As part of its renewed attention to wealthy taxpayers, the IRS is looking sharply at employee stock ownership plans.

Prior to last summer’s federal Inflation Reduction Act, more than a decade of budget cuts reportedly prevented the IRS from keeping pace with the “increasingly complicated set of tools” that some taxpayers may use to hide income and evade taxes, the agency said in an announcement.

The agency has since been the receipient of a funding boost from the Biden administration and has promised a concerted effort to root out tax cheats, particularly among wealthy filers.

“Flush with new funding ... and certainly cognizant of the massive fiscal budget deficits, the IRS is very interested in what they deem may be low-hanging fruit in abusive tax schemes,” said Brett Walters, financial planner at TBH Advisors in Brentwood, Tenn.

ESOPs, which are retirement plans that allow employees to own stock in their employer’s company, are unsurprisingly a prime target of IRS auditors, advisors say.

“There’s certainly a distinction to be made between the inherent complexity of an ESOP transaction—through which an owner sells their stock to an ESOP to share the benefits of ownership with those who helped build a business—and the complexity that arises out of owners who misuse an ESOP structure,” said partner Michael Wieber, an ESOP and employee benefits attorney with the law firm Quarles & Brady. “[Most] ESOPs are done to provide an exit strategy for successful business owners while sharing the wealth with employees.

“The problem, as so often is the case, is that the relatively few misuses of this valuable business transition vehicle grab the headlines,” Wieber said.

Walters added that currently there are slightly more than 6,200 unique companies with an ESOP in the U.S., with assets of more than $1.6 trillion.

“That may not seem like a lot of companies with these types of plans, but the challenge the [IRS] will face is the inherent complexity of ESOP structures,” he said. “Each component of the ESOP requires what might be very tedious and laborious examination.

“Each step in the structure has potential for abuse and each step requires specialized expertise by the examiner to distinguish the plans seeking to follow the letter of the law from those more liable for abuse,” Walters said. “Likely, the IRS will seek to identify specific promoters of what they determine to be abusive ESOP structures to narrow the list of potential candidate companies to examine. Even more likely, they’ve already identified some of these promoters.”

“Benefits of ESOPs can be significant, but the regulations governing them are extremely complex,” Lisa Cappiello, a partner in private client services at Eisner Advisory Group LLC. Though ESOPs more typically own C corps’ stock, they’re also permitted to own S corporation stock, “affording them tax-free treatment on the S corporation earnings,” she said.
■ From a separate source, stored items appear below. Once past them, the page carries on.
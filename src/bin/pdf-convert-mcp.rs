//! CLI binary for pdf-convert-mcp.
//!
//! A thin shim over the library crate that maps CLI flags to
//! `ServerConfig` and starts the selected transport.

use anyhow::{Context, Result};
use clap::Parser;
use pdf_convert_mcp::transport::{self, AppState, SessionRegistry};
use pdf_convert_mcp::{McpHandler, Orchestrator, ServerConfig, StorageConfig};
use std::io;
use std::net::SocketAddr;
use std::path::PathBuf;
use tracing::info;
use tracing_subscriber::EnvFilter;

const AFTER_HELP: &str = r#"TOOLS:
  pdf_to_docx    PDF → Word (.docx)            fast_mode
  pdf_to_excel   PDF tables → Excel (.xlsx)    pages, use_ocr
  pdf_to_ppt     PDF pages → PowerPoint (.pptx) dpi
  pdf_to_jpg     PDF pages → JPEG (.zip)       dpi, quality

  Every tool takes exactly one of pdf_path, pdf_url or pdf_base64, plus an
  optional output_path.

EXAMPLES:
  # Pipe transport for a desktop client
  pdf-convert-mcp --worker-script ./python/converter.py

  # HTTP/SSE transport, results of remote inputs uploaded to a bucket
  pdf-convert-mcp --transport sse --bind 0.0.0.0:8787 \
      --worker-script ./python/converter.py \
      --storage-upload-url https://bucket.example.com/uploads \
      --storage-public-url https://cdn.example.com/uploads

ENVIRONMENT VARIABLES:
  PDF_CONVERT_PYTHON        Interpreter running the worker (default: python3)
  PDF_CONVERT_WORKER        Worker script path
  PDF_CONVERT_STORAGE_TOKEN Bearer token for uploads
  RUST_LOG                  Overrides the log filter (logs go to stderr)
"#;

#[derive(clap::ValueEnum, Clone, Copy, Debug, PartialEq, Eq)]
enum TransportArg {
    /// JSON-RPC lines on stdin/stdout (one session).
    Stdio,
    /// HTTP with Server-Sent Events (many sessions).
    Sse,
}

/// Serve PDF conversion tools over stdio or HTTP/SSE.
#[derive(Parser, Debug)]
#[command(
    name = "pdf-convert-mcp",
    version,
    about = "Serve PDF conversion tools (Word, Excel, PowerPoint, JPEG) over stdio or HTTP/SSE",
    color = clap::ColorChoice::Auto,
    after_long_help = AFTER_HELP
)]
struct Cli {
    /// Delivery mode.
    #[arg(long, env = "PDF_CONVERT_TRANSPORT", value_enum, default_value = "stdio")]
    transport: TransportArg,

    /// Listen address for the sse transport.
    #[arg(long, env = "PDF_CONVERT_BIND", default_value = "127.0.0.1:8787")]
    bind: SocketAddr,

    /// Interpreter (or executable) that runs the conversion worker.
    #[arg(long = "python", env = "PDF_CONVERT_PYTHON")]
    python: Option<PathBuf>,

    /// Worker script passed to the interpreter.
    #[arg(long, env = "PDF_CONVERT_WORKER")]
    worker_script: Option<PathBuf>,

    /// Extra argument for the worker (repeatable).
    #[arg(long = "worker-arg", env = "PDF_CONVERT_WORKER_ARGS", value_delimiter = ' ')]
    worker_args: Vec<String>,

    /// Seconds before a worker is killed.
    #[arg(long, env = "PDF_CONVERT_WORKER_TIMEOUT", default_value_t = 300)]
    worker_timeout: u64,

    /// HTTP download timeout in seconds for pdf_url inputs.
    #[arg(long, env = "PDF_CONVERT_DOWNLOAD_TIMEOUT", default_value_t = 120)]
    download_timeout: u64,

    /// Directory for downloads, decoded payloads and staged archives.
    #[arg(long, env = "PDF_CONVERT_SCRATCH_DIR")]
    scratch_dir: Option<PathBuf>,

    /// Keep per-page outputs after archiving them next to a local input.
    #[arg(long, env = "PDF_CONVERT_KEEP_PAGE_OUTPUTS")]
    keep_page_outputs: bool,

    /// Base URL results are uploaded to with HTTP PUT.
    #[arg(long, env = "PDF_CONVERT_STORAGE_UPLOAD_URL")]
    storage_upload_url: Option<String>,

    /// Public base URL returned to callers (defaults to the upload URL).
    #[arg(long, env = "PDF_CONVERT_STORAGE_PUBLIC_URL", requires = "storage_upload_url")]
    storage_public_url: Option<String>,

    /// Bearer token for uploads.
    #[arg(long, env = "PDF_CONVERT_STORAGE_TOKEN", hide_env_values = true)]
    storage_token: Option<String>,

    /// Upload timeout in seconds.
    #[arg(long, env = "PDF_CONVERT_STORAGE_TIMEOUT", default_value_t = 60)]
    storage_timeout: u64,

    /// Enable DEBUG-level tracing logs.
    #[arg(short, long, env = "PDF_CONVERT_VERBOSE")]
    verbose: bool,

    /// Suppress all logs except errors.
    #[arg(short, long, env = "PDF_CONVERT_QUIET")]
    quiet: bool,
}

impl Cli {
    fn server_config(&self) -> Result<ServerConfig> {
        let mut builder = ServerConfig::builder()
            .worker_args(self.worker_args.iter().filter(|a| !a.is_empty()).cloned())
            .worker_timeout_secs(self.worker_timeout)
            .download_timeout_secs(self.download_timeout)
            .remove_archived_outputs(!self.keep_page_outputs);
        if let Some(ref python) = self.python {
            builder = builder.worker_program(python);
        }
        if let Some(ref script) = self.worker_script {
            builder = builder.worker_script(script);
        }
        if let Some(ref dir) = self.scratch_dir {
            builder = builder.scratch_dir(dir);
        }
        if let Some(ref upload_url) = self.storage_upload_url {
            builder = builder.storage(StorageConfig {
                upload_url: upload_url.clone(),
                public_base_url: self.storage_public_url.clone(),
                auth_token: self.storage_token.clone(),
                timeout_secs: self.storage_timeout,
            });
        }
        builder.build().context("invalid configuration")
    }
}

#[tokio::main]
async fn main() -> Result<()> {
    let cli = Cli::parse();

    // ── Logging setup ────────────────────────────────────────────────────
    // stdout carries protocol frames in stdio mode, so logs always go to stderr.
    let filter = if cli.quiet {
        "error"
    } else if cli.verbose {
        "debug"
    } else {
        "info"
    };
    tracing_subscriber::fmt()
        .with_env_filter(
            EnvFilter::try_from_default_env().unwrap_or_else(|_| EnvFilter::new(filter)),
        )
        .with_writer(io::stderr)
        .init();

    let config = cli.server_config()?;
    info!(
        "Worker: {} {}",
        config.worker_program.display(),
        config
            .worker_script
            .as_ref()
            .map(|s| s.display().to_string())
            .unwrap_or_default()
    );
    if config.storage.is_none() {
        info!("No remote storage configured; remote inputs receive results inline");
    }

    let orchestrator = Orchestrator::from_config(config).context("failed to set up storage")?;
    let handler = McpHandler::new(orchestrator);

    match cli.transport {
        TransportArg::Stdio => transport::serve_stdio(handler)
            .await
            .context("stdio transport failed")?,
        TransportArg::Sse => {
            let state = AppState {
                handler,
                sessions: SessionRegistry::new(),
            };
            transport::serve(cli.bind, state)
                .await
                .with_context(|| format!("failed to serve on {}", cli.bind))?
        }
    }

    info!("Server stopped");
    Ok(())
}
“In instances where the S corporations are wholly owned by ESOPs solely for obtaining this tax-free treatment, the IRS is considering these arrangements as potentially abusive,” Cappiello said. “Additionally, when an S corporation provides loans to owners solely to avoid taxation of the S corporation income, the IRS is emphasizing that the loans should be taxable income to the owners.”
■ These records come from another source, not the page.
//! Streamed (HTTP + Server-Sent Events) transport.
//!
//! ```text
//! GET  /sse                       → event stream; first event `endpoint`
//!                                   carries `/messages?sessionId=<id>`
//! POST /messages?sessionId=<id>   → 202, response arrives later as a
//!                                   `message` event on that stream
//! GET  /health                    → {"status":"ok","sessions":n}
//! ```
//!
//! Each POST is handled on its own task. Closing the stream closes the
//! session; calls already running finish and their responses are dropped.

use crate::protocol::{parse_request, McpHandler, Response};
use crate::transport::session::SessionRegistry;
use axum::extract::{Query, State};
use axum::http::StatusCode;
use axum::response::sse::{Event, KeepAlive, Sse};
use axum::response::IntoResponse;
use axum::routing::{get, post};
use axum::{Json, Router};
use futures::stream::{self, Stream, StreamExt};
use serde::Deserialize;
use serde_json::json;
use std::convert::Infallible;
use std::net::SocketAddr;
use thiserror::Error;
use tokio::net::TcpListener;
use tokio_stream::wrappers::ReceiverStream;
use tracing::{debug, info, warn};

/// Shared handler state.
#[derive(Clone)]
pub struct AppState {
    pub handler: McpHandler,
    pub sessions: SessionRegistry,
}

/// Build the transport router.
pub fn router(state: AppState) -> Router {
    Router::new()
        .route("/sse", get(open_stream))
        .route("/messages", post(post_message))
        .route("/health", get(health))
        .with_state(state)
}

/// Bind `address` and serve until SIGINT/SIGTERM.
pub async fn serve(address: SocketAddr, state: AppState) -> std::io::Result<()> {
    let listener = TcpListener::bind(address).await?;
    info!(%address, "Streamed transport listening");
    axum::serve(listener, router(state).into_make_service())
        .with_graceful_shutdown(shutdown_signal())
        .await
}

async fn shutdown_signal() {
    let ctrl_c = async {
        if let Err(e) = tokio::signal::ctrl_c().await {
            warn!("Failed to install Ctrl+C handler: {}", e);
            std::future::pending::<()>().await;
        }
    };

    #[cfg(unix)]
    let terminate = async {
        use tokio::signal::unix::{signal, SignalKind};
        match signal(SignalKind::terminate()) {
            Ok(mut sigterm) => {
                sigterm.recv().await;
            }
            Err(e) => {
                warn!("Failed to install SIGTERM handler: {}", e);
                std::future::pending::<()>().await;
            }
        }
    };

    #[cfg(not(unix))]
    let terminate = std::future::pending::<()>();

    tokio::select! {
        _ = ctrl_c => {},
        _ = terminate => {},
    }

    info!("Shutdown signal received");
}

// ── Handlers ─────────────────────────────────────────────────────────────

async fn open_stream(
    State(state): State<AppState>,
) -> Sse<impl Stream<Item = Result<Event, Infallible>>> {
    let (guard, rx) = state.sessions.open();
    let endpoint = format!("/messages?sessionId={}", guard.id());

    let announce = stream::once(async move {
        Ok::<_, Infallible>(Event::default().event("endpoint").data(endpoint))
    });
    // The guard lives inside the stream: when axum drops the stream on
    // disconnect, the session is unregistered.
    let messages = ReceiverStream::new(rx).map(move |response| {
        let session = &guard;
        Ok(message_event(session.id(), &response))
    });

    Sse::new(announce.chain(messages)).keep_alive(KeepAlive::default())
}

fn message_event(session: &str, response: &Response) -> Event {
    match serde_json::to_string(response) {
        Ok(body) => Event::default().event("message").data(body),
        Err(e) => {
            warn!(session, "Failed to encode response: {}", e);
            Event::default().comment("unencodable response dropped")
        }
    }
}

#[derive(Debug, Deserialize)]
struct MessageQuery {
    #[serde(rename = "sessionId")]
    session_id: Option<String>,
}

async fn post_message(
    State(state): State<AppState>,
    Query(query): Query<MessageQuery>,
    body: String,
) -> Result<StatusCode, TransportError> {
    let session_id = query
        .session_id
        .filter(|s| !s.is_empty())
        .ok_or(TransportError::MissingSession)?;
    let sender = state
        .sessions
        .sender(&session_id)
        .ok_or_else(|| TransportError::UnknownSession(session_id.clone()))?;
    let request = parse_request(&body).map_err(|resp| {
        TransportError::InvalidMessage(
            resp.error
                .map(|e| e.message)
                .unwrap_or_else(|| "invalid message".into()),
        )
    })?;

    debug!(session = %session_id, method = %request.method, "Routing message");
    let handler = state.handler.clone();
    tokio::spawn(async move {
        if let Some(response) = handler.handle(request).await {
            if sender.send(response).await.is_err() {
                warn!(session = %session_id, "Session closed before its response was delivered");
            }
        }
    });
    Ok(StatusCode::ACCEPTED)
}

async fn health(State(state): State<AppState>) -> impl IntoResponse {
    Json(json!({ "status": "ok", "sessions": state.sessions.len() }))
}

// ── Errors ───────────────────────────────────────────────────────────────

#[derive(Debug, Error)]
pub enum TransportError {
    #[error("missing sessionId query parameter")]
    MissingSession,
    #[error("session not found: {0}")]
    UnknownSession(String),
    #[error("invalid message: {0}")]
    InvalidMessage(String),
}

impl TransportError {
    pub fn status_code(&self) -> StatusCode {
        match self {
            TransportError::MissingSession | TransportError::InvalidMessage(_) => {
                StatusCode::BAD_REQUEST
            }
            TransportError::UnknownSession(_) => StatusCode::NOT_FOUND,
        }
    }
}

impl IntoResponse for TransportError {
    fn into_response(self) -> axum::response::Response {
        (self.status_code(), Json(json!({ "error": self.to_string() }))).into_response()
    }
}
ESOP distributions can be rolled into a retirement account or IRA and accumulate gains that will be taxed at the preferential capital gains rate later, Cappiello said. “Taxpayers should work with tax advisors to ensure there are no prohibited allocation of shares to disqualified persons, the valuation of employee stock is correct and ESOP loans aren’t structured in a manner that would make them prohibited transactions,” she said.
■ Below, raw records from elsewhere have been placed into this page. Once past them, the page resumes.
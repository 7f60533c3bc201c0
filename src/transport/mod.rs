//! Delivery modes for the tool protocol.
//!
//! - [`stdio`]: one implicit session over the process's pipes.
//! - [`sse`]: many concurrent sessions over HTTP, tracked by [`session`].

pub mod session;
pub mod sse;
pub mod stdio;

pub use session::{SessionGuard, SessionRegistry};
pub use sse::{router, serve, AppState};
pub use stdio::serve_stdio;
//! Session registry for the streamed transport.
//!
//! A session is one open event stream. Follow-up messages name their session
//! by id; the registry maps that id to the stream's outbound channel. The
//! map is the only state shared between concurrent tool calls.

use crate::protocol::Response;
use dashmap::mapref::entry::Entry;
use dashmap::DashMap;
use std::sync::Arc;
use tokio::sync::mpsc;
use tracing::{debug, info};

/// Outbound messages buffered per session before senders wait.
pub const SESSION_BUFFER: usize = 64;

/// Live sessions keyed by id. Cheap to clone; clones share the map.
#[derive(Debug, Clone, Default)]
pub struct SessionRegistry {
    sessions: Arc<DashMap<String, mpsc::Sender<Response>>>,
}

impl SessionRegistry {
    pub fn new() -> Self {
        Self::default()
    }

    /// Register a new session and return its guard and inbound end.
    ///
    /// Ids are random v4 UUIDs; the vacant-entry insert makes a duplicate
    /// impossible even if one were ever generated.
    pub fn open(&self) -> (SessionGuard, mpsc::Receiver<Response>) {
        let (tx, rx) = mpsc::channel(SESSION_BUFFER);
        let id = loop {
            let candidate = uuid::Uuid::new_v4().to_string();
            match self.sessions.entry(candidate) {
                Entry::Vacant(slot) => {
                    let id = slot.key().clone();
                    slot.insert(tx);
                    break id;
                }
                Entry::Occupied(_) => continue,
            }
        };
        info!(session = %id, live = self.sessions.len(), "Session opened");
        let guard = SessionGuard {
            id,
            registry: self.clone(),
        };
        (guard, rx)
    }

    /// Channel of a live session.
    pub fn sender(&self, id: &str) -> Option<mpsc::Sender<Response>> {
        self.sessions.get(id).map(|entry| entry.value().clone())
    }

    /// Forget a session. Returns whether it was still registered.
    pub fn close(&self, id: &str) -> bool {
        let removed = self.sessions.remove(id).is_some();
        if removed {
            info!(session = %id, live = self.sessions.len(), "Session closed");
        } else {
            debug!(session = %id, "Session already closed");
        }
        removed
    }

    pub fn contains(&self, id: &str) -> bool {
        self.sessions.contains_key(id)
    }

    pub fn len(&self) -> usize {
        self.sessions.len()
    }

    pub fn is_empty(&self) -> bool {
        self.sessions.is_empty()
    }
}

/// Keeps a session registered for as long as it lives.
///
/// The streamed transport moves the guard into the event stream, so the
/// session is closed exactly when the client's connection goes away.
#[derive(Debug)]
pub struct SessionGuard {
    id: String,
    registry: SessionRegistry,
}

impl SessionGuard {
    pub fn id(&self) -> &str {
        &self.id
    }
}

impl Drop for SessionGuard {
    fn drop(&mut self) {
        self.registry.close(&self.id);
    }
}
For wealthy taxpayers who have considered or have already completed creation of an ESOP, “the best thing they can do is seek the assistance of qualified advisors—legal and tax, in particular,” Wieber said. “For those who have not yet sold their company to an ESOP, advice from advisors whose compensation does not depend on the exit strategy selected ... will help dispel the negative headlines. For those who have already sold to an ESOP, retaining good records of the terms of the sale and hiring strong counsel, valuation specialists and third-party administrators to carry out the ESOP pays off.”
Specialists who work regularly with ESOPs know the structure isn’t for everyone, “but also [we] have too often seen companies that are great candidates for an ESOP go another direction due to misinformation and unfounded concerns,” Wieber said.